Event Details

This talk is based on a forthcoming book, titled The Ideological Foundations of the Qing Fiscal State. The book explains why state fiscal capacity in late imperial China was unusually weak—a mere fraction of what its main Eurasian competitors could muster, and dramatically weaker than what it was in earlier Chinese dynasties. It argues for an ideological explanation: following the highly idiosyncratic circumstances of Ming collapse, Qing elites adopted a unique ideological worldview that made raising taxes on agriculture politically impossible for over two centuries, even though the economy was more than strong enough to sustain major tax hikes.
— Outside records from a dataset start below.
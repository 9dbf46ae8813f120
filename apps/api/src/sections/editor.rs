//! Editor facet of the section registry.
//!
//! An editor is described to the front end as a form (which fields, what kind
//! of input) and enforced on the way back in by `normalize`, which coerces the
//! submitted JSON into the section's payload shape before the store sees it.

use serde::Serialize;
use serde_json::Value;
use thiserror::Error;
use uuid::Uuid;

use crate::models::document::SectionType;
use crate::models::payloads::SectionPayload;

#[derive(Debug, Clone, Copy, PartialEq, Eq, Serialize)]
#[serde(rename_all = "snake_case")]
pub enum FieldKind {
    Text,
    Email,
    Phone,
    Url,
    Month,
    TextArea,
    Checkbox,
    Tags,
}

#[derive(Debug, Clone, Copy, Serialize)]
#[serde(rename_all = "camelCase")]
pub struct FieldSpec {
    pub name: &'static str,
    pub label: &'static str,
    pub kind: FieldKind,
    pub required: bool,
}

const fn field(name: &'static str, label: &'static str, kind: FieldKind) -> FieldSpec {
    FieldSpec {
        name,
        label,
        kind,
        required: false,
    }
}

const fn required(name: &'static str, label: &'static str, kind: FieldKind) -> FieldSpec {
    FieldSpec {
        name,
        label,
        kind,
        required: true,
    }
}

#[derive(Debug, Error)]
pub enum EditorError {
    #[error("invalid {section_type} data: {source}")]
    Shape {
        section_type: String,
        #[source]
        source: serde_json::Error,
    },
}

pub type Normalizer = fn(&SectionType, Value) -> Result<Value, EditorError>;

pub struct EditorSpec {
    pub implemented: bool,
    /// Set when `fields` describe one entry of a list held under this key.
    pub collection: Option<&'static str>,
    pub fields: &'static [FieldSpec],
    pub normalize: Normalizer,
}

/// What the front end receives to build the form for a section type.
#[derive(Debug, Serialize)]
#[serde(rename_all = "camelCase")]
pub struct EditorForm {
    pub section_type: String,
    pub implemented: bool,
    #[serde(skip_serializing_if = "Option::is_none")]
    pub collection: Option<&'static str>,
    pub fields: &'static [FieldSpec],
    #[serde(skip_serializing_if = "Option::is_none")]
    pub notice: Option<&'static str>,
}

impl EditorSpec {
    pub fn form(&self, section_type: &SectionType) -> EditorForm {
        EditorForm {
            section_type: section_type.to_string(),
            implemented: self.implemented,
            collection: self.collection,
            fields: self.fields,
            notice: (!self.implemented).then_some("Section type not implemented"),
        }
    }
}

// ────────────────────────────────────────────────────────────────────────────
// Editor table
// ────────────────────────────────────────────────────────────────────────────

pub static CONTACT: EditorSpec = EditorSpec {
    implemented: true,
    collection: None,
    fields: &[
        required("fullName", "Full Name", FieldKind::Text),
        required("email", "Email", FieldKind::Email),
        field("phone", "Phone", FieldKind::Phone),
        field("location", "Location", FieldKind::Text),
        field("website", "Website", FieldKind::Url),
        field("linkedin", "LinkedIn", FieldKind::Url),
        field("github", "GitHub", FieldKind::Url),
    ],
    normalize: normalize_payload,
};

pub static SUMMARY: EditorSpec = EditorSpec {
    implemented: true,
    collection: None,
    fields: &[field("content", "Professional Summary", FieldKind::TextArea)],
    normalize: normalize_payload,
};

pub static EXPERIENCE: EditorSpec = EditorSpec {
    implemented: true,
    collection: Some("items"),
    fields: &[
        required("position", "Position", FieldKind::Text),
        required("company", "Company", FieldKind::Text),
        field("location", "Location", FieldKind::Text),
        field("startDate", "Start Date", FieldKind::Month),
        field("endDate", "End Date", FieldKind::Month),
        field("current", "I currently work here", FieldKind::Checkbox),
        field("description", "Description", FieldKind::TextArea),
    ],
    normalize: normalize_payload,
};

pub static EDUCATION: EditorSpec = EditorSpec {
    implemented: true,
    collection: Some("items"),
    fields: &[
        required("institution", "Institution", FieldKind::Text),
        required("degree", "Degree", FieldKind::Text),
        field("field", "Field of Study", FieldKind::Text),
        field("location", "Location", FieldKind::Text),
        field("startDate", "Start Date", FieldKind::Month),
        field("endDate", "End Date", FieldKind::Month),
        field("gpa", "GPA", FieldKind::Text),
        field("description", "Description", FieldKind::TextArea),
    ],
    normalize: normalize_payload,
};

pub static SKILLS: EditorSpec = EditorSpec {
    implemented: true,
    collection: None,
    fields: &[field("items", "Skills", FieldKind::Tags)],
    normalize: normalize_payload,
};

pub static PROJECTS: EditorSpec = EditorSpec {
    implemented: true,
    collection: Some("items"),
    fields: &[
        required("name", "Project Name", FieldKind::Text),
        field("description", "Description", FieldKind::TextArea),
        field("technologies", "Technologies", FieldKind::Tags),
        field("url", "Live URL", FieldKind::Url),
        field("github", "Repository", FieldKind::Url),
        field("startDate", "Start Date", FieldKind::Month),
        field("endDate", "End Date", FieldKind::Month),
    ],
    normalize: normalize_payload,
};

pub static CERTIFICATIONS: EditorSpec = EditorSpec {
    implemented: true,
    collection: Some("items"),
    fields: &[
        required("name", "Certification", FieldKind::Text),
        field("issuer", "Issuer", FieldKind::Text),
        field("date", "Date", FieldKind::Month),
        field("url", "Credential URL", FieldKind::Url),
    ],
    normalize: normalize_payload,
};

pub static LANGUAGES: EditorSpec = EditorSpec {
    implemented: true,
    collection: Some("items"),
    fields: &[
        required("language", "Language", FieldKind::Text),
        field("proficiency", "Proficiency", FieldKind::Text),
    ],
    normalize: normalize_payload,
};

pub static HOBBIES: EditorSpec = EditorSpec {
    implemented: true,
    collection: None,
    fields: &[field("items", "Hobbies", FieldKind::Tags)],
    normalize: normalize_payload,
};

pub static PLACEHOLDER: EditorSpec = EditorSpec {
    implemented: false,
    collection: None,
    fields: &[],
    normalize: passthrough,
};

// ────────────────────────────────────────────────────────────────────────────
// Normalizers
// ────────────────────────────────────────────────────────────────────────────

/// Decodes into the typed payload, gives list entries without an id a fresh
/// one, drops blank tags, and re-encodes.
fn normalize_payload(section_type: &SectionType, data: Value) -> Result<Value, EditorError> {
    let shape_error = |source| EditorError::Shape {
        section_type: section_type.to_string(),
        source,
    };

    let mut payload = SectionPayload::decode(section_type, &data).map_err(shape_error)?;
    match &mut payload {
        SectionPayload::Experience(list) => list.items.iter_mut().for_each(|i| assign_id(&mut i.id)),
        SectionPayload::Education(list) => list.items.iter_mut().for_each(|i| assign_id(&mut i.id)),
        SectionPayload::Projects(list) => list.items.iter_mut().for_each(|i| {
            assign_id(&mut i.id);
            clean_tags(&mut i.technologies);
        }),
        SectionPayload::Certifications(list) => {
            list.items.iter_mut().for_each(|i| assign_id(&mut i.id))
        }
        SectionPayload::Languages(list) => list.items.iter_mut().for_each(|i| assign_id(&mut i.id)),
        SectionPayload::Skills(list) | SectionPayload::Hobbies(list) => clean_tags(&mut list.items),
        SectionPayload::Contact(_) | SectionPayload::Summary(_) | SectionPayload::Unknown(_) => {}
    }
    payload.to_value().map_err(shape_error)
}

fn passthrough(_section_type: &SectionType, data: Value) -> Result<Value, EditorError> {
    Ok(data)
}

fn assign_id(id: &mut String) {
    if id.trim().is_empty() {
        *id = Uuid::new_v4().to_string();
    }
}

fn clean_tags(tags: &mut Vec<String>) {
    *tags = tags
        .iter()
        .map(|t| t.trim())
        .filter(|t| !t.is_empty())
        .map(str::to_string)
        .collect();
}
Taisu Zhang, Professor of Law at Yale Law School, will share his insights on June 17, followed by a Q&A session in both English and Chinese.

Speakers

  • Taisu Zhang (Professor of Law at Yale Law School)

    Taisu Zhang

    Professor of Law at Yale Law School

    Taisu Zhang is a Professor of Law at Yale Law School and works on comparative legal and economic history, private law theory, and contemporary Chinese law and politics. His first book, The Laws and Economics of Confucianism: Kinship and Property in Pre-Industrial China and England, was published by Cambridge University Press, and received the 2018 Presidents Award from the Social Science History Association and the 2018 Gaddis Smith Book Prize from the MacMillan Center for International and Area Studies. This is the first entry in a planned trilogy of books on the institutional and cultural origins of early modern economic divergence. The second entry, The Ideological Foundations of the Qing Fiscal State, is under contract with Cambridge University Press. In addition, Zhang has published articles, essays, and book chapters on a wide array of topics, winning awards from several academic organizations, and is a regular commentator on Chinese law, society, and politics in media outlets.

    Professor Zhang holds three degrees from Yale: a B.A. in History and Mathematics, a J.D., and a Ph.D. in History. He has also taught at the Duke University School of Law, the University of Hong Kong, Brown University, and the Tsinghua University School of Law. He holds a secondary appointment at Yale as Professor of History.